I was raised in a religious Christian
family. At that time, Americans were more religious than they
are now—most families went
to church every Sunday, for example. My parents were involved
in the church community. We often had ministers (Protestant “priests”)
in the house. My mother taught in Sunday school, and I helped
her.
I must have been more religious than other children,
although I don’t remember being so. For one birthday, my
aunt gave me a Bible, and my sister a doll. Another time, I asked
my parents for a prayer book, and I read it daily for many years.

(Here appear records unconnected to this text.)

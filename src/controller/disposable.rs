//! Disposable request controller
//!
//! Sends a one-shot request until its response matches, then stops. With
//! `shouldLoopInfinitely` the request is re-sent every `nextReconcile` (or
//! poll interval) instead.

use std::sync::Arc;

use kube::runtime::controller::Action;
use kube::ResourceExt;
use tracing::{debug, instrument, warn};

use http_provider_common::crd::DisposableRequest;
use http_provider_engine::{Dispatch, ResourceAdapter};

use super::{persist, reject_spec, Context, ResourceKey};
use crate::Error;

/// Reconcile a disposable request
#[instrument(skip(resource, ctx), fields(resource = %resource.name_any()))]
pub async fn reconcile(resource: Arc<DisposableRequest>, ctx: Arc<Context>) -> Result<Action, Error> {
    let key = ResourceKey::of(resource.as_ref())?;
    let status = resource.current_status();

    let spec = match resource.resource_spec(ctx.config.default_timeout) {
        Ok(spec) => spec,
        Err(e) => return reject_spec(&ctx, &key, status, e).await,
    };

    let dispatched = ctx.engine.dispatch_disposable(&spec, status.clone()).await;
    persist(&ctx, &key, dispatched.status, status).await?;

    let interval = spec.next_reconcile.unwrap_or(ctx.config.poll_interval);
    match dispatched.result {
        Ok(Dispatch::AlreadySynced) => {
            debug!("request already delivered");
            Ok(Action::await_change())
        }
        Ok(Dispatch::Sent) if spec.should_loop_infinitely => Ok(Action::requeue(interval)),
        Ok(Dispatch::Sent) => Ok(Action::await_change()),
        Err(e) if e.is_retries_exhausted() => {
            warn!(error = %e, "retry limit reached, waiting for a spec change");
            Ok(Action::await_change())
        }
        Err(e) => match spec.next_reconcile {
            Some(next) => {
                warn!(error = %e, "request failed, retrying at next reconcile");
                Ok(Action::requeue(next))
            }
            None => Err(e.into()),
        },
    }
}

When I was in junior high school (middle school),
I attended a Bible study program for two years. Up to this point,
I had read some parts of the Bible, but had not understood them
very well. Now was my chance to learn. Unfortunately, we studied
many passages in the Old and New Testaments that I found inexplicable,
even bizarre.
For example, the Bible teaches an idea called Original
Sin, which means that humans are all born sinful. I had a baby
brother, and I knew that babies were not sinful.
The Bible has very strange and disturbing stories
about Prophet Abraham and Prophet David, for example. I couldn’t
understand how Prophets could behave the way the Bible says they
did.
There were many, many other things that puzzled
me about the Bible, but I didn't ask questions. I was afraid
to ask—I wanted to me known as a “good girl.”

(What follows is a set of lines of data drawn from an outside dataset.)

impl<'a> Parser<'a> {
    fn new(src: &'a str) -> Result<Self, PredicateError> {
        Ok(Self {
            src,
            tokens: tokenize(src)?,
            pos: 0,
        })
    }

    fn peek(&self) -> Option<&Token> {
        self.tokens.get(self.pos)
    }

    fn next(&mut self) -> Option<Token> {
        let token = self.tokens.get(self.pos).cloned();
        self.pos += 1;
        token
    }

    fn peek_keyword(&self, keyword: &str) -> bool {
        matches!(self.peek(), Some(Token::Ident(w)) if w == keyword)
    }

    fn error(&self, message: impl Into<String>) -> PredicateError {
        syntax(self.src, message)
    }

    fn finish(&self) -> Result<(), PredicateError> {
        match self.peek() {
            None => Ok(()),
            Some(token) => Err(self.error(format!("unexpected trailing {:?}", token))),
        }
    }

    fn parse_pipe(&mut self) -> Result<Expr, PredicateError> {
        let mut expr = self.parse_or()?;
        while self.peek() == Some(&Token::Pipe) {
            self.pos += 1;
            match self.next() {
                Some(Token::Ident(w)) if w == "not" => expr = Expr::Not(Box::new(expr)),
                other => {
                    return Err(self.error(format!("expected 'not' after '|', found {:?}", other)))
                }
            }
        }
        Ok(expr)
    }

    fn parse_or(&mut self) -> Result<Expr, PredicateError> {
        let mut expr = self.parse_and()?;
        while self.peek_keyword("or") {
            self.pos += 1;
            let rhs = self.parse_and()?;
            expr = Expr::Or(Box::new(expr), Box::new(rhs));
        }
        Ok(expr)
    }

    fn parse_and(&mut self) -> Result<Expr, PredicateError> {
        let mut expr = self.parse_cmp()?;
        while self.peek_keyword("and") {
            self.pos += 1;
            let rhs = self.parse_cmp()?;
            expr = Expr::And(Box::new(expr), Box::new(rhs));
        }
        Ok(expr)
    }

    fn parse_cmp(&mut self) -> Result<Expr, PredicateError> {
        let lhs = self.parse_primary()?;
        if let Some(Token::Op(op)) = self.peek() {
            let op = *op;
            self.pos += 1;
            let rhs = self.parse_primary()?;
            return Ok(Expr::Compare(Box::new(lhs), op, Box::new(rhs)));
        }
        Ok(lhs)
    }

    fn parse_primary(&mut self) -> Result<Expr, PredicateError> {
        match self.next() {
            Some(Token::Dot) => self.parse_path_after_dot().map(Expr::Path),
            Some(Token::Str(s)) => Ok(Expr::Literal(Value::String(s))),
            Some(Token::Num(n)) => Ok(Expr::Literal(number(n))),
            Some(Token::Ident(w)) => match w.as_str() {
                "true" => Ok(Expr::Literal(Value::Bool(true))),
                "false" => Ok(Expr::Literal(Value::Bool(false))),
                "null" => Ok(Expr::Literal(Value::Null)),
                other => Err(self.error(format!("unexpected identifier '{}'", other))),
            },
            Some(Token::LParen) => {
                let expr = self.parse_pipe()?;
                match self.next() {
                    Some(Token::RParen) => Ok(expr),
                    other => Err(self.error(format!("expected ')', found {:?}", other))),
                }
            }
            other => Err(self.error(format!("unexpected {:?}", other))),
        }
    }

    /// Parse the segments of a path whose leading `.` was already consumed
    fn parse_path_after_dot(&mut self) -> Result<Vec<Segment>, PredicateError> {
        let mut segments = Vec::new();

        match self.peek() {
            Some(Token::Ident(_)) | Some(Token::Str(_)) => {
                segments.push(self.parse_key()?);
            }
            Some(Token::LBracket) => {
                segments.push(self.parse_bracket()?);
            }
            _ => return Ok(segments),
        }

        loop {
            match self.peek() {
                Some(Token::Dot) => {
                    self.pos += 1;
                    match self.peek() {
                        Some(Token::LBracket) => segments.push(self.parse_bracket()?),
                        _ => segments.push(self.parse_key()?),
                    }
                }
                Some(Token::LBracket) => segments.push(self.parse_bracket()?),
                _ => return Ok(segments),
            }
        }
    }

    fn parse_key(&mut self) -> Result<Segment, PredicateError> {
        match self.next() {
            Some(Token::Ident(k)) | Some(Token::Str(k)) => Ok(Segment::Key(k)),
            other => Err(self.error(format!("expected field name, found {:?}", other))),
        }
    }

    fn parse_bracket(&mut self) -> Result<Segment, PredicateError> {
        self.pos += 1;
        let segment = match self.next() {
            Some(Token::Str(k)) => Segment::Key(k),
            Some(Token::Num(n)) if n.fract() == 0.0 => Segment::Index(n as i64),
            other => {
                return Err(self.error(format!(
                    "expected string or integer index, found {:?}",
                    other
                )))
            }
        };
        match self.next() {
            Some(Token::RBracket) => Ok(segment),
            other => Err(self.error(format!("expected ']', found {:?}", other))),
        }
    }
}

fn number(n: f64) -> Value {
    if n.fract() == 0.0 && n.abs() < i64::MAX as f64 {
        Value::from(n as i64)
    } else {
        serde_json::Number::from_f64(n)
            .map(Value::Number)
            .unwrap_or(Value::Null)
    }
}

/// Parse a full predicate expression
pub(crate) fn parse(src: &str) -> Result<Expr, PredicateError> {
    let mut parser = Parser::new(src)?;
    if parser.peek().is_none() {
        return Err(syntax(src, "empty expression"));
    }
    let expr = parser.parse_pipe()?;
    parser.finish()?;
    Ok(expr)
}

/// Parse a bare path such as `.body.items[0].id`
pub(crate) fn parse_path(src: &str) -> Result<Vec<Segment>, PredicateError> {
    let mut parser = Parser::new(src)?;
    match parser.next() {
        Some(Token::Dot) => {}
        other => return Err(syntax(src, format!("path must start with '.', found {:?}", other))),
    }
    let segments = parser.parse_path_after_dot()?;
    parser.finish()?;
    Ok(segments)
}

// =============================================================================
// Evaluation
// =============================================================================

fn render_path(segments: &[Segment]) -> String {
    if segments.is_empty() {
        return ".".to_string();
    }
    segments.iter().map(ToString::to_string).collect()
}

/// Resolve a path, returning `None` when any step does not exist
pub(crate) fn lookup<'v>(segments: &[Segment], root: &'v Value) -> Option<&'v Value> {
    segments.iter().try_fold(root, |current, segment| match segment {
        Segment::Key(key) => current.as_object()?.get(key),
        Segment::Index(index) => {
            let items = current.as_array()?;
            let resolved = if *index < 0 {
                items.len().checked_sub(index.unsigned_abs() as usize)?
            } else {
                *index as usize
            };
            items.get(resolved)
        }
    })
}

Al-Hamdulillah, there was a boy who asked, and
kept asking.
The most critical matter was the notion of Trinity. I couldn’t
get it. How could God have three parts, one of which was human?
Having studied Greek and Roman mythology at school, I thought
the idea of the Trinity and powerful human saints very similar
to the Greek and Roman ideas of having different so-called “gods” that
were in charge of different aspects of life (Astaghfir-Ullah!).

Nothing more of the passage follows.